Hello,
I am streaming in a large HTML as a string value into the workflow.
The HTML string has an unknown number of a specific element embedded in it. Every element I want to find will look like this:
<div>Endorsements: <span class='gen-ai-file-name'>XXXXXX</span></div>
the XXXXXX will not always be the same length, might be a few characters, might be a long sentence, might be another embedded div or span.
what I really want to get out of this is the XXXXXX value, but I'd settle for getting the entire <div></div> substring
This could appear 1 time in the HTML, it might appear 100 times in the HTML. It might not show up in the HTML at all.
Ideally, what I'd like to return out of the parse is 1 row per occurrence with either the XXXXXX value or the entire "<div>Endorsements: <span class='gen-ai-file-name'>XXXXXX</span></div>" value. So if it shows up 1 time there will be 1 row, if it shows up 100 times, there will be 100 rows, if its not in there there won't be any rows.
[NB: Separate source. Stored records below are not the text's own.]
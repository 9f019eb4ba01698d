mod config;
mod persist;

pub use config::{Config, PersistenceConfig};
pub use persist::{PersistPolicy, SessionStorage, INTRO_KEY, PROGRESS_KEY, STORAGE_VERSION};

use std::path::PathBuf;

use crate::error::ConfigError;

/// Returns the data directory, creating it if needed.
///
/// `STARFOLIO_DATA_DIR` wins when set. Otherwise `~/.config/starfolio/`,
/// or `~/.config/starfolio-dev/` with `STARFOLIO_ENV=dev`.
///
/// # Errors
/// Returns an error if creating the directory fails.
pub fn data_dir() -> Result<PathBuf, ConfigError> {
    let dir = match std::env::var_os("STARFOLIO_DATA_DIR") {
        Some(explicit) if !explicit.is_empty() => PathBuf::from(explicit),
        _ => {
            let base_dir = dirs::home_dir()
                .unwrap_or_else(|| PathBuf::from("."))
                .join(".config");
            let env = std::env::var("STARFOLIO_ENV").unwrap_or_else(|_| "production".to_string());
            if env == "dev" {
                base_dir.join("starfolio-dev")
            } else {
                base_dir.join("starfolio")
            }
        }
    };

    std::fs::create_dir_all(&dir)
        .map_err(|e| ConfigError::DataDir(format!("{}: {e}", dir.display())))?;
    Ok(dir)
}
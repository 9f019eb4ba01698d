//! Renderer seam.
//!
//! Ambient renderers (starfield, eyes, warp field) are swappable backends.
//! They see only this read-only frame snapshot.

use serde::{Deserialize, Serialize};

use crate::pointer::PointerPosition;
use crate::progress::EyesMood;

#[derive(Debug, Clone, Copy, PartialEq, Serialize, Deserialize)]
pub struct FrameView {
    pub frame_ms: u64,
    pub pointer: PointerPosition,
    pub mood: EyesMood,
    pub devtools_open: bool,
    pub screen_shake: bool,
}

impl FrameView {
    /// Where the eyes look, each axis in `[-1, 1]`. Straight ahead while
    /// the devtools are open.
    pub fn gaze(&self) -> (f64, f64) {
        if self.devtools_open {
            return (0.0, 0.0);
        }
        (
            (self.pointer.x - 0.5) * 2.0,
            (self.pointer.y - 0.5) * 2.0,
        )
    }
}

pub trait Renderer {
    fn render(&mut self, frame: &FrameView);
}
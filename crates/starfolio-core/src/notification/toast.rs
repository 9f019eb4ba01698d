//! Stackable unlock toasts.

use serde::{Deserialize, Serialize};
use tracing::{debug, warn};

use super::chime::{Chime, SilentChime, LEVEL_UP};
use crate::achievement::Achievement;
use crate::events::Event;

#[derive(Debug, Clone, Serialize, Deserialize)]
pub struct ToastTimings {
    #[serde(default = "default_toast_ms")]
    pub duration_ms: u64,
    #[serde(default = "default_true")]
    pub chime_enabled: bool,
}

fn default_toast_ms() -> u64 {
    4_000
}
fn default_true() -> bool {
    true
}

impl Default for ToastTimings {
    fn default() -> Self {
        Self {
            duration_ms: default_toast_ms(),
            chime_enabled: true,
        }
    }
}

#[derive(Debug, Clone, PartialEq, Serialize, Deserialize)]
pub struct Toast {
    /// Unique per queue, strictly increasing from 1.
    pub id: u64,
    pub achievement: Achievement,
    pub shown_at_ms: u64,
    pub expires_at_ms: u64,
}

pub struct ToastQueue {
    timings: ToastTimings,
    toasts: Vec<Toast>,
    last_id: u64,
    chime: Box<dyn Chime>,
}

impl std::fmt::Debug for ToastQueue {
    fn fmt(&self, f: &mut std::fmt::Formatter<'_>) -> std::fmt::Result {
        f.debug_struct("ToastQueue")
            .field("timings", &self.timings)
            .field("toasts", &self.toasts)
            .field("last_id", &self.last_id)
            .finish_non_exhaustive()
    }
}

impl Default for ToastQueue {
    fn default() -> Self {
        Self::new(ToastTimings::default(), Box::new(SilentChime))
    }
}

impl ToastQueue {
    pub fn new(timings: ToastTimings, chime: Box<dyn Chime>) -> Self {
        Self {
            timings,
            toasts: Vec::new(),
            last_id: 0,
            chime,
        }
    }

    pub fn set_chime(&mut self, chime: Box<dyn Chime>) {
        self.chime = chime;
    }

    /// Visible toasts, oldest first.
    pub fn toasts(&self) -> &[Toast] {
        &self.toasts
    }

    pub fn next_deadline(&self) -> Option<u64> {
        self.toasts.iter().map(|t| t.expires_at_ms).min()
    }

    /// Show a toast for `achievement` and play the chime.
    ///
    /// A chime failure is logged and otherwise ignored.
    pub fn push(&mut self, achievement: Achievement, now_ms: u64) -> Event {
        self.last_id += 1;
        let id = self.last_id;
        let event = Event::ToastShown {
            toast_id: id,
            achievement: achievement.id,
            at_ms: now_ms,
        };
        self.toasts.push(Toast {
            id,
            achievement,
            shown_at_ms: now_ms,
            expires_at_ms: now_ms + self.timings.duration_ms,
        });

        if self.timings.chime_enabled {
            if let Err(e) = self.chime.play(LEVEL_UP) {
                warn!(error = %e, "unlock chime failed");
            }
        }
        event
    }

    /// Remove every toast whose own timer has run out, in expiry order.
    pub fn tick(&mut self, now_ms: u64) -> Vec<Event> {
        let (mut expired, kept): (Vec<Toast>, Vec<Toast>) = std::mem::take(&mut self.toasts)
            .into_iter()
            .partition(|t| t.expires_at_ms <= now_ms);
        self.toasts = kept;
        expired.sort_by_key(|t| (t.expires_at_ms, t.id));
        expired
            .into_iter()
            .map(|t| {
                debug!(toast_id = t.id, achievement = %t.achievement.id, "toast expired");
                Event::ToastExpired {
                    toast_id: t.id,
                    achievement: t.achievement.id,
                    at_ms: t.expires_at_ms,
                }
            })
            .collect()
    }

    /// Drop all toasts (unmount). Ids keep counting.
    pub fn clear(&mut self) {
        self.toasts.clear();
    }
}

#[cfg(test)]
mod tests {
    use super::*;
    use crate::error::ChimeError;
    use crate::notification::ChimeTone;
    use std::sync::atomic::{AtomicUsize, Ordering};
    use std::sync::Arc;

    struct BrokenChime(Arc<AtomicUsize>);

    impl Chime for BrokenChime {
        fn play(&self, _tones: &[ChimeTone]) -> Result<(), ChimeError> {
            self.0.fetch_add(1, Ordering::SeqCst);
            Err(ChimeError::Unavailable("no audio device".into()))
        }
    }

    fn achievement(i: usize) -> Achievement {
        Achievement::catalog().remove(i)
    }

    #[test]
    fn toasts_expire_independently() {
        let mut queue = ToastQueue::default();
        queue.push(achievement(0), 0);
        queue.push(achievement(1), 1_500);
        assert_eq!(queue.toasts().len(), 2);

        let first = queue.tick(4_000);
        assert_eq!(first.len(), 1);
        assert_eq!(queue.toasts().len(), 1);
        assert_eq!(queue.toasts()[0].id, 2);

        assert!(queue.tick(5_499).is_empty());
        assert_eq!(queue.tick(5_500).len(), 1);
        assert!(queue.toasts().is_empty());
    }

    #[test]
    fn ids_increase_monotonically() {
        let mut queue = ToastQueue::default();
        let ids: Vec<u64> = (0..3)
            .map(|i| match queue.push(achievement(i), 0) {
                Event::ToastShown { toast_id, .. } => toast_id,
                other => panic!("unexpected {other:?}"),
            })
            .collect();
        assert_eq!(ids, [1, 2, 3]);
        queue.clear();
        match queue.push(achievement(3), 0) {
            Event::ToastShown { toast_id, .. } => assert_eq!(toast_id, 4),
            other => panic!("unexpected {other:?}"),
        }
    }

    #[test]
    fn failing_chime_does_not_block_toast() {
        let calls = Arc::new(AtomicUsize::new(0));
        let mut queue = ToastQueue::new(
            ToastTimings::default(),
            Box::new(BrokenChime(calls.clone())),
        );
        queue.push(achievement(5), 10);
        assert_eq!(calls.load(Ordering::SeqCst), 1);
        assert_eq!(queue.toasts().len(), 1);
    }

    #[test]
    fn disabled_chime_is_not_called() {
        let calls = Arc::new(AtomicUsize::new(0));
        let timings = ToastTimings {
            chime_enabled: false,
            ..ToastTimings::default()
        };
        let mut queue = ToastQueue::new(timings, Box::new(BrokenChime(calls.clone())));
        queue.push(achievement(0), 0);
        assert_eq!(calls.load(Ordering::SeqCst), 0);
    }
}
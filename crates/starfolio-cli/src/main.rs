use clap::{Parser, Subcommand};
use std::path::PathBuf;

mod commands;

#[derive(Parser)]
#[command(name = "starfolio", version, about = "Starfolio CLI")]
struct Cli {
    #[command(subcommand)]
    command: Commands,
}

#[derive(Subcommand)]
enum Commands {
    /// Achievement progress
    Progress {
        #[command(subcommand)]
        action: commands::progress::ProgressAction,
    },
    /// Configuration management
    Config {
        #[command(subcommand)]
        action: commands::config::ConfigAction,
    },
    /// Run a timed input script and print every event as a JSON line
    Replay {
        /// Path to the script (JSON)
        script: PathBuf,
    },
    /// Run a live session reading inputs from stdin
    Live {
        /// Stop after this many milliseconds
        #[arg(long)]
        for_ms: Option<u64>,
    },
}

fn init_tracing() {
    let filter = tracing_subscriber::EnvFilter::try_from_env("STARFOLIO_LOG")
        .unwrap_or_else(|_| tracing_subscriber::EnvFilter::new("warn"));
    tracing_subscriber::fmt()
        .with_env_filter(filter)
        .with_writer(std::io::stderr)
        .init();
}

fn main() {
    init_tracing();
    let cli = Cli::parse();
    let result = match cli.command {
        Commands::Progress { action } => commands::progress::run(action),
        Commands::Config { action } => commands::config::run(action),
        Commands::Replay { script } => commands::replay::run(&script),
        Commands::Live { for_ms } => commands::live::run(for_ms),
    };

    if let Err(e) = result {
        eprintln!("error: {e}");
        std::process::exit(1);
    }
}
I'm sure I can use XMLparse to do this, but I'm not very skilled in it. And this particular <div> element may be a parent element, a child element or seventeen layers deep buried in stacked divs and spans and whatnot.
It's proprietary so I can't post a sample, but hopefully I've been clear enough someone who does understand parsing and text mining can help.
Thanks in advance.